Christine St-Pierre, Minister of International Relations and la Francophonie, said: “On this International Day for Biodiversity, it is useful to remind ourselves that despite all the progress made by the Convention, the challenges that the international community faces with regards to protecting biological diversity requires urgent additional efforts together with strong international cooperation. Therefore, we will need to double our efforts in the actions we undertake, and we will need to do so in close collaboration with our partners.”
Isabelle Melançon, Minister of Sustainable Development, Environment and Climate Change Management, said: “in order to celebrate the International Biodiversity Day, it is important to realize that the numerous pressure points on biodiversity in general and the degradation of natural ecosystems will lead to the loss of essential ecological services meant to ensure the population’s well-being, general health and security. Some of these ecological services are essential to fight against climate change and to help us adapt. Nature is generous towards us human beings and it contributes largely to our well-being in different ways. It is our responsibility to continue developing our overall knowledge and to act in the way that ensures the conservation of nature.”

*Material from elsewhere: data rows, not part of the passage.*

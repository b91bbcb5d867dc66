//! fatbundle-core - Build request, lifecycle states, and error types
//!
//! This crate provides the foundational types shared by every fatbundle stage:
//! - [`BuildRequest`] the immutable description of one build run
//! - [`BuildState`] for tracking the pipeline state machine
//! - [`BuildError`] for error handling
//! - [`Properties`] and [`resolve_placeholders`] for `${name}` expansion

mod error;
mod lifecycle;
mod properties;
mod request;

pub use error::{BuildError, BuildResult};
pub use lifecycle::BuildState;
pub use properties::{
    BASEDIR_PROPERTY, Properties, PropertySource, USER_HOME_PROPERTY, resolve_location,
    resolve_placeholders,
};
pub use request::{BuildRequest, BuildRequestBuilder};

/// Log levels understood by the CLI and the logging crate
#[derive(Debug, Clone, Copy, PartialEq, Eq, PartialOrd, Ord, Default)]
pub enum LogLevel {
    Trace,
    Debug,
    #[default]
    Info,
    Warn,
    Error,
    Off,
}

impl std::str::FromStr for LogLevel {
    type Err = BuildError;

    fn from_str(value: &str) -> Result<Self, Self::Err> {
        match value.trim().to_ascii_lowercase().as_str() {
            "trace" => Ok(LogLevel::Trace),
            "debug" => Ok(LogLevel::Debug),
            "info" => Ok(LogLevel::Info),
            "warn" | "warning" => Ok(LogLevel::Warn),
            "error" => Ok(LogLevel::Error),
            "off" | "none" => Ok(LogLevel::Off),
            other => Err(BuildError::ConfigError(format!("unknown log level: {other}"))),
        }
    }
}

impl std::fmt::Display for LogLevel {
    fn fmt(&self, f: &mut std::fmt::Formatter<'_>) -> std::fmt::Result {
        match self {
            LogLevel::Trace => write!(f, "TRACE"),
            LogLevel::Debug => write!(f, "DEBUG"),
            LogLevel::Info => write!(f, "INFO"),
            LogLevel::Warn => write!(f, "WARN"),
            LogLevel::Error => write!(f, "ERROR"),
            LogLevel::Off => write!(f, "OFF"),
        }
    }
}

/// Prelude module for convenient imports
pub mod prelude {
    pub use crate::{
        BuildError, BuildRequest, BuildResult, BuildState, LogLevel, Properties, PropertySource,
    };
}
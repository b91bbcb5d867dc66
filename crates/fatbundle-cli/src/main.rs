//! fatbundle CLI - OSGi fat bundle builder
//!
//! Commands:
//! - `fatbundle build` - Resolve dependencies and build the bundle
//! - `fatbundle check` - Validate a fatbundle.toml project file
//! - `fatbundle inspect` - Show the manifest and entries of a built bundle

use clap::{Parser, Subcommand};
use fatbundle_core::LogLevel;
use std::path::PathBuf;

mod build;
mod config;
mod inspect;
mod repository;
mod resolver;

#[derive(Parser)]
#[command(name = "fatbundle")]
#[command(author, version, about = "Build OSGi fat bundles from dependency archives", long_about = None)]
struct Cli {
    /// Log level (trace, debug, info, warn, error, off)
    #[arg(long, global = true)]
    log_level: Option<LogLevel>,

    #[command(subcommand)]
    command: Commands,
}

#[derive(Subcommand)]
enum Commands {
    /// Build the bundle described by a project file
    Build {
        /// Path to fatbundle.toml or its directory (default: ./fatbundle.toml)
        #[arg(short, long)]
        project: Option<PathBuf>,

        /// Source directory to use instead of <project>/fatbundle_build
        #[arg(long)]
        source_dir: Option<PathBuf>,

        /// Target directory override
        #[arg(long)]
        target_dir: Option<PathBuf>,

        /// Artifact file name override
        #[arg(long)]
        file_name: Option<String>,

        /// Skip Maven and use only the local repository
        #[arg(long)]
        offline: bool,

        /// Keep the source directory after a successful build
        #[arg(long)]
        keep_source: bool,

        /// Print the build report as JSON
        #[arg(long)]
        json: bool,
    },

    /// Validate a fatbundle.toml project file
    Check {
        /// Path to fatbundle.toml or its directory (default: ./fatbundle.toml)
        #[arg(short, long)]
        project: Option<PathBuf>,
    },

    /// Show manifest headers, checksum and entries of a JAR
    Inspect {
        /// Path to the JAR
        jar: PathBuf,

        /// Print as JSON
        #[arg(long)]
        json: bool,
    },
}

fn main() -> anyhow::Result<()> {
    let cli = Cli::parse();

    let override_level = cli.log_level.or_else(fatbundle_logging::level_from_env);
    fatbundle_logging::init_logging(override_level.unwrap_or_default());

    match cli.command {
        Commands::Build {
            project,
            source_dir,
            target_dir,
            file_name,
            offline,
            keep_source,
            json,
        } => {
            build::run(build::BuildArgs {
                project,
                source_dir,
                target_dir,
                file_name,
                offline,
                keep_source,
                json,
                log_level: override_level,
            })?;
        }
        Commands::Check { project } => {
            config::check(project)?;
        }
        Commands::Inspect { jar, json } => {
            inspect::run(&jar, json)?;
        }
    }

    Ok(())
}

Valérie Plante, Mayor of Montréal, said: “The 25th anniversary of the entry into force of the UN Convention on Biological Diversity is a nice opportunity to remind ourselves that we are all affected by biodiversity, one way or another. Cities are on the front line, playing a more and more important role in the protection of natural sites and biodiversity. I am really pleased to see the many delegations from different countries present here today in Montréal to discuss this important issue. I remain very excited at the idea that together, we can act for the benefit of our citizens and the citizens of our planet.”

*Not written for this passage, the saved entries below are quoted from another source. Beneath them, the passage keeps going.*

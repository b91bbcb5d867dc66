//! Classpath synthesis from the library files present after unpacking.

use crate::BundleResult;
use crate::walker::{self, FileClassification, WalkOrder};
use serde::{Deserialize, Serialize};
use std::collections::{BTreeSet, HashSet};
use std::fmt;
use std::path::{Path, PathBuf};

/// Separator between classpath entries in the build descriptor.
pub const CLASSPATH_DELIMITER: &str = ", ";

/// How classpath entries are written.
#[derive(Debug, Clone, Copy, PartialEq, Eq, Default, Serialize, Deserialize)]
#[serde(rename_all = "snake_case")]
pub enum PathStyle {
    /// Absolute paths as produced by the walk.
    #[default]
    Absolute,
    /// Paths relative to the source root.
    Relative,
}

/// Options for [`synthesize`].
#[derive(Debug, Clone, PartialEq, Eq)]
pub struct ClasspathOptions {
    /// Library file extensions, without leading dot.
    pub extensions: BTreeSet<String>,
    pub style: PathStyle,
    pub order: WalkOrder,
}

impl Default for ClasspathOptions {
    fn default() -> Self {
        Self {
            extensions: BTreeSet::from([crate::JAR_EXTENSION.to_string()]),
            style: PathStyle::default(),
            order: WalkOrder::default(),
        }
    }
}

/// Ordered, duplicate-free list of library locations.
#[derive(Debug, Clone, Default, PartialEq, Eq, Serialize)]
#[serde(transparent)]
pub struct Classpath {
    entries: Vec<PathBuf>,
}

impl Classpath {
    /// Build from entries, dropping later duplicates.
    pub fn from_entries<I: IntoIterator<Item = PathBuf>>(entries: I) -> Self {
        let mut seen = HashSet::new();
        let entries = entries
            .into_iter()
            .filter(|entry| seen.insert(entry.clone()))
            .collect();
        Self { entries }
    }

    /// Entries in classpath order.
    pub fn entries(&self) -> &[PathBuf] {
        &self.entries
    }

    pub fn len(&self) -> usize {
        self.entries.len()
    }

    pub fn is_empty(&self) -> bool {
        self.entries.is_empty()
    }

    /// The `-classpath` value: entries joined with [`CLASSPATH_DELIMITER`].
    pub fn to_descriptor_value(&self) -> String {
        self.entries
            .iter()
            .map(|entry| entry.to_string_lossy())
            .collect::<Vec<_>>()
            .join(CLASSPATH_DELIMITER)
    }

    pub fn into_entries(self) -> Vec<PathBuf> {
        self.entries
    }
}

impl fmt::Display for Classpath {
    fn fmt(&self, f: &mut fmt::Formatter<'_>) -> fmt::Result {
        f.write_str(&self.to_descriptor_value())
    }
}

/// Walk `root` and collect every library file into a [`Classpath`].
///
/// An empty result is legal. Two calls on an unchanged tree return the same
/// classpath.
pub fn synthesize(root: &Path, options: &ClasspathOptions) -> BundleResult<Classpath> {
    let libraries = walker::walk_filtered(root, options.order, |path| {
        walker::has_extension(path, &options.extensions)
    })?;
    Ok(collect(root, libraries, options))
}

/// Build the classpath from an existing classification of `root`.
///
/// Selection is by extension, so an archive that is also a library stays on
/// the classpath after extraction.
pub fn from_classification(
    root: &Path,
    files: &[FileClassification],
    options: &ClasspathOptions,
) -> Classpath {
    let libraries = files
        .iter()
        .filter(|file| walker::has_extension(&file.path, &options.extensions))
        .map(|file| file.path.clone())
        .collect();
    collect(root, libraries, options)
}

fn collect(root: &Path, libraries: Vec<PathBuf>, options: &ClasspathOptions) -> Classpath {
    let entries = libraries.into_iter().map(|path| match options.style {
        PathStyle::Absolute => path,
        PathStyle::Relative => path
            .strip_prefix(root)
            .map(Path::to_path_buf)
            .unwrap_or(path),
    });

    let classpath = Classpath::from_entries(entries);
    tracing::debug!("Classpath has {} entries", classpath.len());
    classpath
}

#[cfg(test)]
mod tests {
    #![allow(non_snake_case)]

    use super::*;
    use proptest::prelude::*;
    use std::fs;
    use tempfile::TempDir;

    fn populate(root: &Path) {
        fs::create_dir_all(root.join("lib")).unwrap();
        fs::write(root.join("lib/b-2.0.jar"), b"b").unwrap();
        fs::write(root.join("a-1.0.jar"), b"a").unwrap();
        fs::write(root.join("readme.txt"), b"r").unwrap();
        fs::write(root.join("deps.zip"), b"z").unwrap();
    }

    #[test]
    fn synthesize___collects_only_library_files() {
        let temp = TempDir::new().unwrap();
        populate(temp.path());

        let classpath = synthesize(temp.path(), &ClasspathOptions::default()).unwrap();

        assert_eq!(
            classpath.entries(),
            &[temp.path().join("a-1.0.jar"), temp.path().join("lib/b-2.0.jar")]
        );
    }

    #[test]
    fn synthesize___joins_with_comma_space() {
        let temp = TempDir::new().unwrap();
        populate(temp.path());
        let options = ClasspathOptions {
            style: PathStyle::Relative,
            ..ClasspathOptions::default()
        };

        let classpath = synthesize(temp.path(), &options).unwrap();

        assert_eq!(classpath.to_descriptor_value(), "a-1.0.jar, lib/b-2.0.jar");
        assert_eq!(classpath.to_string(), "a-1.0.jar, lib/b-2.0.jar");
    }

    #[test]
    fn synthesize___empty_tree___yields_empty_string() {
        let temp = TempDir::new().unwrap();

        let classpath = synthesize(temp.path(), &ClasspathOptions::default()).unwrap();

        assert!(classpath.is_empty());
        assert_eq!(classpath.to_descriptor_value(), "");
    }

    #[test]
    fn synthesize___twice_on_unchanged_tree___is_identical() {
        let temp = TempDir::new().unwrap();
        populate(temp.path());

        for order in [WalkOrder::Sorted, WalkOrder::Filesystem] {
            let options = ClasspathOptions {
                order,
                ..ClasspathOptions::default()
            };
            let first = synthesize(temp.path(), &options).unwrap();
            let second = synthesize(temp.path(), &options).unwrap();
            assert_eq!(first.to_descriptor_value(), second.to_descriptor_value());
        }
    }

    #[test]
    fn from_classification___matches_fresh_synthesis() {
        let temp = TempDir::new().unwrap();
        populate(temp.path());
        let request = fatbundle_core::BuildRequest::builder("com.example", "1.0.0")
            .source_directory(temp.path())
            .target_directory("/out")
            .extensions_to_unarchive(["jar"])
            .build()
            .unwrap();
        let options = ClasspathOptions::default();
        let files =
            walker::classify(temp.path(), &request, &options.extensions, options.order).unwrap();

        let classpath = from_classification(temp.path(), &files, &options);

        assert_eq!(classpath, synthesize(temp.path(), &options).unwrap());
        assert_eq!(classpath.len(), 2);
    }

    #[test]
    fn synthesize___custom_extensions___are_honoured() {
        let temp = TempDir::new().unwrap();
        populate(temp.path());
        let options = ClasspathOptions {
            extensions: BTreeSet::from(["zip".to_string()]),
            style: PathStyle::Relative,
            order: WalkOrder::Sorted,
        };

        let classpath = synthesize(temp.path(), &options).unwrap();

        assert_eq!(classpath.to_descriptor_value(), "deps.zip");
    }

    #[test]
    fn Classpath___from_entries___drops_duplicates_keeping_first() {
        let classpath = Classpath::from_entries(vec![
            PathBuf::from("b.jar"),
            PathBuf::from("a.jar"),
            PathBuf::from("b.jar"),
        ]);

        assert_eq!(classpath.to_descriptor_value(), "b.jar, a.jar");
    }

    proptest! {
        #[test]
        fn Classpath___from_entries___has_no_duplicates(names in proptest::collection::vec("[a-c]{1,2}\\.jar", 0..12)) {
            let classpath = Classpath::from_entries(names.iter().map(PathBuf::from));
            let unique: HashSet<&PathBuf> = classpath.entries().iter().collect();
            prop_assert_eq!(unique.len(), classpath.len());
        }
    }
}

The Day’s celebrations demonstrated that, while much is at stake, there is a unique window of opportunity for the global community to define an ambitious new deal for nature and biodiversity post-2020, according to the CBD.
It adds: “Time is of the essence. Science has been signalling the alarm with a call to urgent action, as biodiversity remains under threat, a threat that jeopardises the well-being and livelihood of everyone on Earth. For the UN Convention on Biodiversity, investing in data and science is crucial in the lead up to 2020. As the world embarks on developing the building blocks for the post-2020 global biodiversity framework, there is a need for cross-pollination between different fields of study, and sectors dependent on biodiversity in order to collectively safeguard, invest and value this natural life-saving asset.”